Read the lines below, and copy any that contain the string "filename".

Top of Information supplied

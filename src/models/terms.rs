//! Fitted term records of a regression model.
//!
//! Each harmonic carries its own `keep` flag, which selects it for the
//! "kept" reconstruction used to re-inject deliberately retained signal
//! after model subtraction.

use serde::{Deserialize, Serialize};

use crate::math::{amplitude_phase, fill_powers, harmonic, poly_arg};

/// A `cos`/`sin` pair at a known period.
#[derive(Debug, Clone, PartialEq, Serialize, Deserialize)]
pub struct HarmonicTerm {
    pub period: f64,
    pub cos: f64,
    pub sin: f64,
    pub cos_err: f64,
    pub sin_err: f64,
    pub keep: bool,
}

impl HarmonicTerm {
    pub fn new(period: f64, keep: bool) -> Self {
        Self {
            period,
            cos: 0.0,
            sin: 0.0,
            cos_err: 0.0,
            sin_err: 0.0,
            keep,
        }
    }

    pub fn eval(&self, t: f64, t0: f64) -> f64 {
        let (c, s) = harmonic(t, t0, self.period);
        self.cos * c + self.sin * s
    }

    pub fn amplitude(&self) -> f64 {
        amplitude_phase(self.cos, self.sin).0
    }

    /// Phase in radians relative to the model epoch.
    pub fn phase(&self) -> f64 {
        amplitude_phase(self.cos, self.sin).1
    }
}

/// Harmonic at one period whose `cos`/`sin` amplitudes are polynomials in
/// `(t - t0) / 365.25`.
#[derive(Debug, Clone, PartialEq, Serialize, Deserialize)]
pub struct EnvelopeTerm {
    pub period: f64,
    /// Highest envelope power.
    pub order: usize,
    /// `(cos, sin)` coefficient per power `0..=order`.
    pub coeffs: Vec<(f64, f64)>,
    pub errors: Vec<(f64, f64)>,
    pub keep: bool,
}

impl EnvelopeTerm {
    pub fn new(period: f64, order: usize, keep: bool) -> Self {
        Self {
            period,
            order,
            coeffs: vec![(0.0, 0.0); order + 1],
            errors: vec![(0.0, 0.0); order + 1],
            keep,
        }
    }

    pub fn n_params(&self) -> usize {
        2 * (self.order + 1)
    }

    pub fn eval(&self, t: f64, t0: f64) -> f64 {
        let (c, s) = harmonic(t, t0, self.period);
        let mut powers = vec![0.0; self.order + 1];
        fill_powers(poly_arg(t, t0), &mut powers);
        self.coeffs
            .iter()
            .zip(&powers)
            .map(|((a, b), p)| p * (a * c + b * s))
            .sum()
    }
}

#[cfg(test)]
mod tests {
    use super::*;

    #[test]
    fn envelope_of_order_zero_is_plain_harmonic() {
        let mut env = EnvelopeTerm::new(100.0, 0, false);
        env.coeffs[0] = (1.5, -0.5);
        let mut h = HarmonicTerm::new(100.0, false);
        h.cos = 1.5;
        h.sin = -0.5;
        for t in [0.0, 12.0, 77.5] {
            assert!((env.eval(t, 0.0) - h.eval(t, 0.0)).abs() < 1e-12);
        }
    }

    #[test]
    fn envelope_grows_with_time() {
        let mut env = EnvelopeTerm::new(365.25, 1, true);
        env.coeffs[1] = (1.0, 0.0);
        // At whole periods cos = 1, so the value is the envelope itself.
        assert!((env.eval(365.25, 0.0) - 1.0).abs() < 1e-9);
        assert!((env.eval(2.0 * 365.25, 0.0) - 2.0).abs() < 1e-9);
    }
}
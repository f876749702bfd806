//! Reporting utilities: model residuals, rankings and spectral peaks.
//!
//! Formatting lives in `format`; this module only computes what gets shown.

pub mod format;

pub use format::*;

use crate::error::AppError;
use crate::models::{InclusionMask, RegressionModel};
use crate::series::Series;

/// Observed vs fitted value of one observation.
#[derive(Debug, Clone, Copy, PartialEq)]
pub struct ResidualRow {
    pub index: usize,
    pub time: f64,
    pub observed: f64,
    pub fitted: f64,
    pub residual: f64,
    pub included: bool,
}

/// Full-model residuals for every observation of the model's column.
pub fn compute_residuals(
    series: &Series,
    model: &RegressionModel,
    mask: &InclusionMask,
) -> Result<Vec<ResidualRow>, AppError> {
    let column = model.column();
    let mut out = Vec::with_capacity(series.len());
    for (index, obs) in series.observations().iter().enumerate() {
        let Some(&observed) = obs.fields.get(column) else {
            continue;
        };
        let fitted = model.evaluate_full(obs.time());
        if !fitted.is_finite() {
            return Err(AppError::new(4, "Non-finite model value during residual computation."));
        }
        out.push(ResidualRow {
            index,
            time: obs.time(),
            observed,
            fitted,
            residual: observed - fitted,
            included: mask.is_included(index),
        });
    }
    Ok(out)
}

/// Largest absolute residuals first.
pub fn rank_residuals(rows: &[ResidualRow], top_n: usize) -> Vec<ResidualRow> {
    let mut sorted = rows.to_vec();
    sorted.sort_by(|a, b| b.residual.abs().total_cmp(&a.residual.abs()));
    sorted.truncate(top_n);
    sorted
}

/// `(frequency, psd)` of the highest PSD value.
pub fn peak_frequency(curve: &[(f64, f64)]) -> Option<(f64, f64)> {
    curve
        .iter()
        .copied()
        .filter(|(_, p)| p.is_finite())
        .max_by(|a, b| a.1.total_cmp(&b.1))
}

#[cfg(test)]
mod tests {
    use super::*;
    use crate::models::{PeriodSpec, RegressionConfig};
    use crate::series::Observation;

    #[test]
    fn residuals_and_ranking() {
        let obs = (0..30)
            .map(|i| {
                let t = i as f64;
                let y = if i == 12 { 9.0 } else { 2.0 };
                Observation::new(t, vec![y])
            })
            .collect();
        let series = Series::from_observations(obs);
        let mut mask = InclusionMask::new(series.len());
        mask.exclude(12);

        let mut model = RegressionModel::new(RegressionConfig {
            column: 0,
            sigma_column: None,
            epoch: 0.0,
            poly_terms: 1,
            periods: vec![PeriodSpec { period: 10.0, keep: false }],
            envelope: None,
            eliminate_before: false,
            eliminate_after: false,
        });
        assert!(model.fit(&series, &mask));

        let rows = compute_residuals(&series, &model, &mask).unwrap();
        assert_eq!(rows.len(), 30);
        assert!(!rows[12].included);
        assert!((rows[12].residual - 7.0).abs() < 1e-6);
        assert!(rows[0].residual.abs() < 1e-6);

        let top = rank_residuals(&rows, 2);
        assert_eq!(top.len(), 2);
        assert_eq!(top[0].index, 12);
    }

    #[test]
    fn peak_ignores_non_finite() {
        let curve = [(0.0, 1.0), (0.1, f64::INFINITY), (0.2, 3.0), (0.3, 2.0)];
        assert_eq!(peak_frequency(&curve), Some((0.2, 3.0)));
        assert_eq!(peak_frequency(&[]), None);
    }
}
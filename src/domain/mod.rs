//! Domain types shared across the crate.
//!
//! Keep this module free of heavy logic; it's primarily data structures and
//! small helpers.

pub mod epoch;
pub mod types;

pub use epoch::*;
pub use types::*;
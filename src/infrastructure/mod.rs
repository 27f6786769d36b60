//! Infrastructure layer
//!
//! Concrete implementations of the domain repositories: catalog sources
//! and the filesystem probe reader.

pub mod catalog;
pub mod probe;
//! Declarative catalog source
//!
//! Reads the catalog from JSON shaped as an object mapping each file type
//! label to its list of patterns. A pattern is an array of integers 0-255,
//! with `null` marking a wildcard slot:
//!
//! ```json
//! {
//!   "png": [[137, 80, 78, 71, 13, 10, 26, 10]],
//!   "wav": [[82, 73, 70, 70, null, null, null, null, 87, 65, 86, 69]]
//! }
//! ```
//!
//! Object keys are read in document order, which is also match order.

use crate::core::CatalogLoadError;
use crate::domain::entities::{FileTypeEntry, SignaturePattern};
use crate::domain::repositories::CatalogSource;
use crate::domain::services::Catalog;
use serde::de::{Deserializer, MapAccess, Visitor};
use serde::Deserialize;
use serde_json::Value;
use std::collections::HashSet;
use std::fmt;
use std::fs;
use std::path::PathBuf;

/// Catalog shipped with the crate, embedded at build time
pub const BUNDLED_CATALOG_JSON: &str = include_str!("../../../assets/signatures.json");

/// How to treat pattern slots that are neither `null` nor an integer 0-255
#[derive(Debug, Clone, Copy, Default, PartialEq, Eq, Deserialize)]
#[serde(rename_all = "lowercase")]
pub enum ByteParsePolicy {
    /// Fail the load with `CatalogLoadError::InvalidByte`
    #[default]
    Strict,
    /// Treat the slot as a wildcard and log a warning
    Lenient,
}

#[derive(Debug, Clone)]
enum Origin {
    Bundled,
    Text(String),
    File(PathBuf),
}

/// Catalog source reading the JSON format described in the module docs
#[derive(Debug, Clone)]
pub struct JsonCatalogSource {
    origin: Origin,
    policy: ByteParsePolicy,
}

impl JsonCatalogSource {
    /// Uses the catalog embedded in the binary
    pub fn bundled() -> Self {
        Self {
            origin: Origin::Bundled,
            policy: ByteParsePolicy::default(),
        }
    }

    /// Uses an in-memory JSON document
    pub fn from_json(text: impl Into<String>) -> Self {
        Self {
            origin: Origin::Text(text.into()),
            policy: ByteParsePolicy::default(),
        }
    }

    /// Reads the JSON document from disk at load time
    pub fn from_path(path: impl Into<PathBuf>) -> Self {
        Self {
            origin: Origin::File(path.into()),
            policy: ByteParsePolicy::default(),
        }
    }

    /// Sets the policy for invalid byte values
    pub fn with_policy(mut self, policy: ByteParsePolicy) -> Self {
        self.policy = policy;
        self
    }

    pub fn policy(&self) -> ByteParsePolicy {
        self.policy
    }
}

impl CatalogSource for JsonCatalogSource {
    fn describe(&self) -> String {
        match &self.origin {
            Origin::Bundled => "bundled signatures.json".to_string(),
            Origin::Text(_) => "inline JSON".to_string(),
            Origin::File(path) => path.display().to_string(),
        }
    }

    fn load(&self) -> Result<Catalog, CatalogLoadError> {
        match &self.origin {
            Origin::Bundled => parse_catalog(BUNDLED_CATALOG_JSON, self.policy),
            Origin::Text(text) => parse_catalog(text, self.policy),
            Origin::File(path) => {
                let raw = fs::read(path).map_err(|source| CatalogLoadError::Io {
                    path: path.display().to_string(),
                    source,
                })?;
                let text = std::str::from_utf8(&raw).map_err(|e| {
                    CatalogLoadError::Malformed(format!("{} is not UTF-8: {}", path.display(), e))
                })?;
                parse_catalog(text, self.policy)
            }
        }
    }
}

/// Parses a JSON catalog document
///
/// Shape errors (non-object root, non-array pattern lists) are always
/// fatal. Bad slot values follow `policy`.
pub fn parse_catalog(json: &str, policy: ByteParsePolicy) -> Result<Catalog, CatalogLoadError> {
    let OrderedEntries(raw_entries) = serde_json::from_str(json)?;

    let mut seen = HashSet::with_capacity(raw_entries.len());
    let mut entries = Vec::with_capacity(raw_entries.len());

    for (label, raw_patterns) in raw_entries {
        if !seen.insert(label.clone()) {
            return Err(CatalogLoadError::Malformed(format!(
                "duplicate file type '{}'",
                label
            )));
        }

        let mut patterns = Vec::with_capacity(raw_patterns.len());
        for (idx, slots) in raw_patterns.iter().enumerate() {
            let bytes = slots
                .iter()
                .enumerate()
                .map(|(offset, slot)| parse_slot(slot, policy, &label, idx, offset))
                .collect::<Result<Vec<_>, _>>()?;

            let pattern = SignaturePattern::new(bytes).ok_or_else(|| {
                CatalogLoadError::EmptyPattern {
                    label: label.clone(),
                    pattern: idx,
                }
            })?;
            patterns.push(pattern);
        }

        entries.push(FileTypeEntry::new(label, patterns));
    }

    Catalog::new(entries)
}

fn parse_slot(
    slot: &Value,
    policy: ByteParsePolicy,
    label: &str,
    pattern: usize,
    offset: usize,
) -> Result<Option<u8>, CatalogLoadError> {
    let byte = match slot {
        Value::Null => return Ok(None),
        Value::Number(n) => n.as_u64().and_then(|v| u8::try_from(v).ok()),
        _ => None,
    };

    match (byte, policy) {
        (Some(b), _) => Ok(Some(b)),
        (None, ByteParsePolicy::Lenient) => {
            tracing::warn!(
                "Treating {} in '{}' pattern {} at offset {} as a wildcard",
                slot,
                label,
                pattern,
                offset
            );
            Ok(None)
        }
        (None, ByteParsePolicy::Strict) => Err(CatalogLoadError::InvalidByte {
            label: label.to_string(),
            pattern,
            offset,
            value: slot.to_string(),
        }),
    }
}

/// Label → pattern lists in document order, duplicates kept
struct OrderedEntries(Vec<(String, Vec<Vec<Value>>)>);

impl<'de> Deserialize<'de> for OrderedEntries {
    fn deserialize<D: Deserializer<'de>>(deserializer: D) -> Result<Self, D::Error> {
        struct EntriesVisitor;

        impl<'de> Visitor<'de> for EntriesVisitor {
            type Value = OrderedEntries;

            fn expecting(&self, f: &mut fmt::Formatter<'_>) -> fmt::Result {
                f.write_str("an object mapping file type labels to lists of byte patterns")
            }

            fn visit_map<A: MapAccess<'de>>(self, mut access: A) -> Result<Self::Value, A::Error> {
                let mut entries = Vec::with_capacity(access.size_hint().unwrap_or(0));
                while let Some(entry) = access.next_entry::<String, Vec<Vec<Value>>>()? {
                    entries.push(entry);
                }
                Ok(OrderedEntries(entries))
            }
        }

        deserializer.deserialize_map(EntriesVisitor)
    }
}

Bottom of Information supplied
Top of Information supplied

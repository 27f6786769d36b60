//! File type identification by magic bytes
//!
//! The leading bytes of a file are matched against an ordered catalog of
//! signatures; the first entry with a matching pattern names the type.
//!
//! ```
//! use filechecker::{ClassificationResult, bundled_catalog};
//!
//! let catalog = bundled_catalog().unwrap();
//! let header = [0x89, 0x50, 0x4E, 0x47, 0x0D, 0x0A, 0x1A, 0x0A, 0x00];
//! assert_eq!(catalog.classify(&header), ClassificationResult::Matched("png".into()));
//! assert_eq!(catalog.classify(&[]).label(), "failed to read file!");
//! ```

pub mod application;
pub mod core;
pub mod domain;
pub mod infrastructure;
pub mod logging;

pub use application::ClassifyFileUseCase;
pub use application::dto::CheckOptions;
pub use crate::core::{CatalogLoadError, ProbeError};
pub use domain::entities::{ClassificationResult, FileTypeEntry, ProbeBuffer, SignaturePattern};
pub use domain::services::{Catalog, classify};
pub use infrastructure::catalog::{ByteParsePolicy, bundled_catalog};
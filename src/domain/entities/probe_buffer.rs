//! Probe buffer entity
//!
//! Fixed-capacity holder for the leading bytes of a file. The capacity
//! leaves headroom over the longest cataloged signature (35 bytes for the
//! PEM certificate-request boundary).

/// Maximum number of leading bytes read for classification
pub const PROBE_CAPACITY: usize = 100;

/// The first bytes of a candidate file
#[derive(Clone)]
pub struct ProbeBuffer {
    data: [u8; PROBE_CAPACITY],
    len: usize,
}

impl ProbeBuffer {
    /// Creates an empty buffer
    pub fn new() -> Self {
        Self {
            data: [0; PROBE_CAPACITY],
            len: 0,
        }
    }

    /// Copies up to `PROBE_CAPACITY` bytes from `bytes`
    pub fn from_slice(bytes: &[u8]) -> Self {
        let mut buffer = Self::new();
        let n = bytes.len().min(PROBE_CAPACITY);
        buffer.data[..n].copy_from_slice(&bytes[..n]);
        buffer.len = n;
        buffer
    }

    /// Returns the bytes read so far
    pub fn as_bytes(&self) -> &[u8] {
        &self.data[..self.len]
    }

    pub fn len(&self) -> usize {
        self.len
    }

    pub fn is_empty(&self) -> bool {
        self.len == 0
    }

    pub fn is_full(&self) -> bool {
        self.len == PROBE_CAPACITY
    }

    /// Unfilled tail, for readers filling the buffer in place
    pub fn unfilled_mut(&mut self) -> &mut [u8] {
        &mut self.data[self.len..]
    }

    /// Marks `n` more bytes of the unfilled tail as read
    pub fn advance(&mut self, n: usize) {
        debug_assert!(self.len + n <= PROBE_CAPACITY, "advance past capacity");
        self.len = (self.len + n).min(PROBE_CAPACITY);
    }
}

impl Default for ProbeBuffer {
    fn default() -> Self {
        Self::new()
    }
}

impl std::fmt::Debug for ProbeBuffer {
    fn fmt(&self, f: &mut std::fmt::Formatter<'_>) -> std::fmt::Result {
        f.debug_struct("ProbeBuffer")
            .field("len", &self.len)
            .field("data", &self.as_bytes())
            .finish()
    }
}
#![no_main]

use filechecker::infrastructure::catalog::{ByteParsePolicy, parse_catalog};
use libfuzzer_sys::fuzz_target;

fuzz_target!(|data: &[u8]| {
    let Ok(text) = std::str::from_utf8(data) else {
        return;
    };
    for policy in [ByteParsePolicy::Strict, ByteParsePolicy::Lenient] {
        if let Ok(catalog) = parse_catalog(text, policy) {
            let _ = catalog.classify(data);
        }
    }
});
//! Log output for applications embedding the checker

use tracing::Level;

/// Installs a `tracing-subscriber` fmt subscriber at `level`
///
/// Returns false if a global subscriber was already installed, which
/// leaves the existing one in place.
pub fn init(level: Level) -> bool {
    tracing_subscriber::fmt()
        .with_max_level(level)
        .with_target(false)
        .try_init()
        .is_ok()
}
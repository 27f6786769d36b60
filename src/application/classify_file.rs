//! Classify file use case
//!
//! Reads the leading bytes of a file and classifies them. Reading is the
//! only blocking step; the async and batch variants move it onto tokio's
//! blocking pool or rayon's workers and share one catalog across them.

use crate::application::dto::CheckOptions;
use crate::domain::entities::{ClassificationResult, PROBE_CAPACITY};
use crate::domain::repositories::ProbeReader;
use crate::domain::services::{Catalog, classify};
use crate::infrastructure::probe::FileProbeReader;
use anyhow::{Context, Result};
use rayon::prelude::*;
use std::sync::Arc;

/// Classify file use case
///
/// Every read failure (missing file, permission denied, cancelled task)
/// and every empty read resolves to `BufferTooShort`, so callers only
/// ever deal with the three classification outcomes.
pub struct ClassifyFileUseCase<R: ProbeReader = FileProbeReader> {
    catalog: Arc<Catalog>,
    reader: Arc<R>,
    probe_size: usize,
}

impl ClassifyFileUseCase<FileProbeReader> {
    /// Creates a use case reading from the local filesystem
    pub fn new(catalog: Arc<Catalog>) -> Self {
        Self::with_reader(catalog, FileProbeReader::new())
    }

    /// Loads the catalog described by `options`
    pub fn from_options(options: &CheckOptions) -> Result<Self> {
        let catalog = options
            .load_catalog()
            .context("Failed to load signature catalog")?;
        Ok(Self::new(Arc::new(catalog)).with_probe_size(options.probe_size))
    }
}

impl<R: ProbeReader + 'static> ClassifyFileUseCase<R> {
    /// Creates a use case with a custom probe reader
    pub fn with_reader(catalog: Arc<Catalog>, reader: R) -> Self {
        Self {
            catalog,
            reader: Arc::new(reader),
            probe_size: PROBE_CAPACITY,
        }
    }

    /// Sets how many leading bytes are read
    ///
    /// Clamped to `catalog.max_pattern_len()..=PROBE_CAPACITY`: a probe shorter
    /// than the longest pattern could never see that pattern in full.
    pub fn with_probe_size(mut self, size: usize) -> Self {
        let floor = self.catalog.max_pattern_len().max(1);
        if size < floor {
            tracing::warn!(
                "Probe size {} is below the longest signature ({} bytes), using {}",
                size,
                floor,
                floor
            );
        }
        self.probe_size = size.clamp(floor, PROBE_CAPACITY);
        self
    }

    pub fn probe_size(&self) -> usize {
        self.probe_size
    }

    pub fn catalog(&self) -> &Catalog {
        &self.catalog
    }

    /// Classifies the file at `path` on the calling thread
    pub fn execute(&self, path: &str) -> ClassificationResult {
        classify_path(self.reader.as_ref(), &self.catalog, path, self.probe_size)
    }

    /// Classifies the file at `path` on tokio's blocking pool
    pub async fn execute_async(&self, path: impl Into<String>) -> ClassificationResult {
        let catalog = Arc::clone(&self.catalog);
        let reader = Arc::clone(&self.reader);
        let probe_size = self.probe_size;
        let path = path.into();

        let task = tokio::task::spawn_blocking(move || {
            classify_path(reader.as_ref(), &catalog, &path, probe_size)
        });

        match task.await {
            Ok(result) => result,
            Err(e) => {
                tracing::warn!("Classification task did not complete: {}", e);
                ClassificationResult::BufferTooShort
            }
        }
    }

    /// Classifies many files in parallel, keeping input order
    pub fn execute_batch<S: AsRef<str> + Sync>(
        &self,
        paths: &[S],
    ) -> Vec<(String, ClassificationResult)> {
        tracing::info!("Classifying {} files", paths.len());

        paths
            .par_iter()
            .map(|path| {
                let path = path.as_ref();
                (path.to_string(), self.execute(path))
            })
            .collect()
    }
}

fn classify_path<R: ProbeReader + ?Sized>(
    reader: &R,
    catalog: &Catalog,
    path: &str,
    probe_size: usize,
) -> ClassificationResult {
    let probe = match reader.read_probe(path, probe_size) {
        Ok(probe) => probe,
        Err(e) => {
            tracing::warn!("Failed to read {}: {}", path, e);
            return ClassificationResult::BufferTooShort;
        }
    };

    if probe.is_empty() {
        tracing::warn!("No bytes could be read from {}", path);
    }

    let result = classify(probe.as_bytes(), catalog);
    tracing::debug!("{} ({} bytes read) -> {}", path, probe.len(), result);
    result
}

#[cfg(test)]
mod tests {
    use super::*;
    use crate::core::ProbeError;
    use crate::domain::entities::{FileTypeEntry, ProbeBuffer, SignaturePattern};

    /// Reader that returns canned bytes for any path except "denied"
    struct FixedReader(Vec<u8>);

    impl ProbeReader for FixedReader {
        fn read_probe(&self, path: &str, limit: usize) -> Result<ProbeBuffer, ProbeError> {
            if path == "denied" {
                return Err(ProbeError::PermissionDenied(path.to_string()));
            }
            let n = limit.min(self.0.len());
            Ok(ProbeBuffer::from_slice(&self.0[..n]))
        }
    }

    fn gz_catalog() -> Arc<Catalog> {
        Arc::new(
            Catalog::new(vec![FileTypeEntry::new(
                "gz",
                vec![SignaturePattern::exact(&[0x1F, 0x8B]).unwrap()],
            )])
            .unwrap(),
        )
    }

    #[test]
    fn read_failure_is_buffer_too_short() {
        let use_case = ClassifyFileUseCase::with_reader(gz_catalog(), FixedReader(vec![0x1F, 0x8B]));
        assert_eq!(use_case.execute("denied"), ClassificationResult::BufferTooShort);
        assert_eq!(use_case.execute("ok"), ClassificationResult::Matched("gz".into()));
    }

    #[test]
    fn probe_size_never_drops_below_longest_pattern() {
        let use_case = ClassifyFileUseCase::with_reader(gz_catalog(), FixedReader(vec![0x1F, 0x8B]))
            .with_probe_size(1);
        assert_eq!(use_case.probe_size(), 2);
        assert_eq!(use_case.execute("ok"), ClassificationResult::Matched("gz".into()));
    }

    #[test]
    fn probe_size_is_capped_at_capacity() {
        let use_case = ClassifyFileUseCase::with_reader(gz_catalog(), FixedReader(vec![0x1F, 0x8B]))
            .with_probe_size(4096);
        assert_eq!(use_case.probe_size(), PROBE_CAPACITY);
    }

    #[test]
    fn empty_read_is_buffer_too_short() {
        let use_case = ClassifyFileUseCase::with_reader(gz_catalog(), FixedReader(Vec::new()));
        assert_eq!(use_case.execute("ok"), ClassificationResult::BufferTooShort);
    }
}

Bottom of Information supplied

_Exercise result_
filename src/models/terms.rs
filename src/domain/mod.rs
filename src/infrastructure/mod.rs
filename src/domain/entities/probe_buffer.rs
filename src/application/classify_file.rs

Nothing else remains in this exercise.